• YOUR GOAL
Scan the data below and work out how many of its lines contain the word "invalid". Give only that number.

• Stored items
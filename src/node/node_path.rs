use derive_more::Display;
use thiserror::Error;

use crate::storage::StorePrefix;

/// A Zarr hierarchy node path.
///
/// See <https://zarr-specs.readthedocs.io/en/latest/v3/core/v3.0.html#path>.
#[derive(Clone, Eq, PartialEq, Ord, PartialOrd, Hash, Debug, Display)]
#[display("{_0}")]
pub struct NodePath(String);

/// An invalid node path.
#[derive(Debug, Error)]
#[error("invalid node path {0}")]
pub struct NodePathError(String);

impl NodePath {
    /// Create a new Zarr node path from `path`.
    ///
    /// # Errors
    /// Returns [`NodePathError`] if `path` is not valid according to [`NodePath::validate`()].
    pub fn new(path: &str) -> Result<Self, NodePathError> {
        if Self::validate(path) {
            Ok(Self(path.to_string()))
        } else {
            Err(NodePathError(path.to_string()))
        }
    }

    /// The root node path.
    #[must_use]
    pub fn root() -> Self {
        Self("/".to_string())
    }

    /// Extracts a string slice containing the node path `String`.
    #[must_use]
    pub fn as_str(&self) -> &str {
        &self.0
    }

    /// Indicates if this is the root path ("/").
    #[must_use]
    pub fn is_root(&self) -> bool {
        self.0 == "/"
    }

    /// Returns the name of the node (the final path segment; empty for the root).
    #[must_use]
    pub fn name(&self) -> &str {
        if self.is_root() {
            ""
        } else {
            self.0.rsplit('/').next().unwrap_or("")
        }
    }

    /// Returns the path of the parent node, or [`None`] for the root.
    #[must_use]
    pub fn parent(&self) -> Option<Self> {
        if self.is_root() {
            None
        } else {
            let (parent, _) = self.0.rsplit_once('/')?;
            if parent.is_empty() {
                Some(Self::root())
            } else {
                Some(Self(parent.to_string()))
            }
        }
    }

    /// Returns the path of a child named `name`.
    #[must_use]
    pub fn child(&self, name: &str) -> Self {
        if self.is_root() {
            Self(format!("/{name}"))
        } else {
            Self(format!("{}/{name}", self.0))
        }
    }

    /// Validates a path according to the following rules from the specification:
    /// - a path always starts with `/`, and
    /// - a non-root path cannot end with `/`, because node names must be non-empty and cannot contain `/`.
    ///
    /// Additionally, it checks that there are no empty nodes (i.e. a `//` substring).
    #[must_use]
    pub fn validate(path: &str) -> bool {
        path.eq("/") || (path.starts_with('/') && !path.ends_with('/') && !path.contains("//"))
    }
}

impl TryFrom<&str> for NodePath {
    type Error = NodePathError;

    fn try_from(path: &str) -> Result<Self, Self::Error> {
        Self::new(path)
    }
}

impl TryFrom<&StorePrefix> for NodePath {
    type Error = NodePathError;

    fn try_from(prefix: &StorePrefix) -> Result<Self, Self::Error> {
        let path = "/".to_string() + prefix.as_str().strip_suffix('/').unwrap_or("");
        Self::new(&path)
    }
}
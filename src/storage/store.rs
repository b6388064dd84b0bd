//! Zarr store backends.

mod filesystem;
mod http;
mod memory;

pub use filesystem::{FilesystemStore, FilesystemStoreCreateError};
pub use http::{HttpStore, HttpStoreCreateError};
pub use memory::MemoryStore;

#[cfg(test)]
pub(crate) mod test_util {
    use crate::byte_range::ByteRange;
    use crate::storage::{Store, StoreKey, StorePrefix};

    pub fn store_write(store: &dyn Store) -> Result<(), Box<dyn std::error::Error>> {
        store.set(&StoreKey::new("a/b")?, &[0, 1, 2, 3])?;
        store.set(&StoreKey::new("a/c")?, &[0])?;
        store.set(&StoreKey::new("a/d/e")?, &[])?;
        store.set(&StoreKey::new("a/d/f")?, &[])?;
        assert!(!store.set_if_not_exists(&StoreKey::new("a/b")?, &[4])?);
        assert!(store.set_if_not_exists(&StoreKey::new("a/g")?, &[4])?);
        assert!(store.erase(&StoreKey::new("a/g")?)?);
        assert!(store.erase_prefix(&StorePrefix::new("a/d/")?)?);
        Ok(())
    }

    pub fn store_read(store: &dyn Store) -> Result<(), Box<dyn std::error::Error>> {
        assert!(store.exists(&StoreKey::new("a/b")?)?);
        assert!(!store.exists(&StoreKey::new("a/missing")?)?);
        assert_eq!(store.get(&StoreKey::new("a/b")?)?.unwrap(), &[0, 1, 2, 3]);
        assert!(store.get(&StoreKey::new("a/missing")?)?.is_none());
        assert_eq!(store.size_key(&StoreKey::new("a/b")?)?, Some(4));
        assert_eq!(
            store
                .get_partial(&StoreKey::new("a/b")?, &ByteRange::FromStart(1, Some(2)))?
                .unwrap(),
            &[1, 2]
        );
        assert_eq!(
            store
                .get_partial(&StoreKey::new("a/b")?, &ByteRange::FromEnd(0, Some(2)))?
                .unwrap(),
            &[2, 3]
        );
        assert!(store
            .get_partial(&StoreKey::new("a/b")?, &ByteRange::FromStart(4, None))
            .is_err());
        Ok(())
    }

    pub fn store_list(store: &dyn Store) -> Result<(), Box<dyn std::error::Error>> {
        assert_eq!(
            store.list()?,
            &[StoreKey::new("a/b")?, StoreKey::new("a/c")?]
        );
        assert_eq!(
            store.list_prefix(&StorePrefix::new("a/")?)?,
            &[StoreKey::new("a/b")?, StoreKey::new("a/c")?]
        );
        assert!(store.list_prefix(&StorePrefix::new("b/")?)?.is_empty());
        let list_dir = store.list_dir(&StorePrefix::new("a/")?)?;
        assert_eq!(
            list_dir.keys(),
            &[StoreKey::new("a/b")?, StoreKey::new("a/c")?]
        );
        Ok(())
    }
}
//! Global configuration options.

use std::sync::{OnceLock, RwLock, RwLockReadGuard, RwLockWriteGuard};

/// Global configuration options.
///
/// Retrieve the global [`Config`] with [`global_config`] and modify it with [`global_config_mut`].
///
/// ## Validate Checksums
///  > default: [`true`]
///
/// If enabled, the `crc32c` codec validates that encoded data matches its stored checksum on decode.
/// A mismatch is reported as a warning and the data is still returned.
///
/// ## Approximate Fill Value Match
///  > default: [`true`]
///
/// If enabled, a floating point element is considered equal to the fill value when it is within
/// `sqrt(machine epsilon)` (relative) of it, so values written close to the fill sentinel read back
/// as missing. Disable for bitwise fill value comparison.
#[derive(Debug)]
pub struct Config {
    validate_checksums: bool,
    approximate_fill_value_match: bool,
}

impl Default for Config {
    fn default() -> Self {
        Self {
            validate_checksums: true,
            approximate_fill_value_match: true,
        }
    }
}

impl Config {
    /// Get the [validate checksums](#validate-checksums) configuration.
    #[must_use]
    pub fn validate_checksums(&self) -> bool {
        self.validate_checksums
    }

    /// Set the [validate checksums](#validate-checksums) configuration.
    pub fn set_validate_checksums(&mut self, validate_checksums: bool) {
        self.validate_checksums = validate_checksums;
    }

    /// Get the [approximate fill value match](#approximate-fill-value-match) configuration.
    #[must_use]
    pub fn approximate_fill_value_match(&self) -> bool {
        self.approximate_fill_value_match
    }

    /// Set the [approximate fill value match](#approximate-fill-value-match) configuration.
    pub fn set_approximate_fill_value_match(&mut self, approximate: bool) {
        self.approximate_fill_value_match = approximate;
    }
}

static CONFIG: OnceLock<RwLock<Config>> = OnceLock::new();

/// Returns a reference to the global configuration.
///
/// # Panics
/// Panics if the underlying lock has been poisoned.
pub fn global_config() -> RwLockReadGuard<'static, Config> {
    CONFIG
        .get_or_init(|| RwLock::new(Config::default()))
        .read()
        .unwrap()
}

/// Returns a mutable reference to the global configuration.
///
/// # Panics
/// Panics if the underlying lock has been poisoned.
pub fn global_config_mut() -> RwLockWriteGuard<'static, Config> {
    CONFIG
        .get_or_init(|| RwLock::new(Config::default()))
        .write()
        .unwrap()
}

• WRITTEN ANSWER
2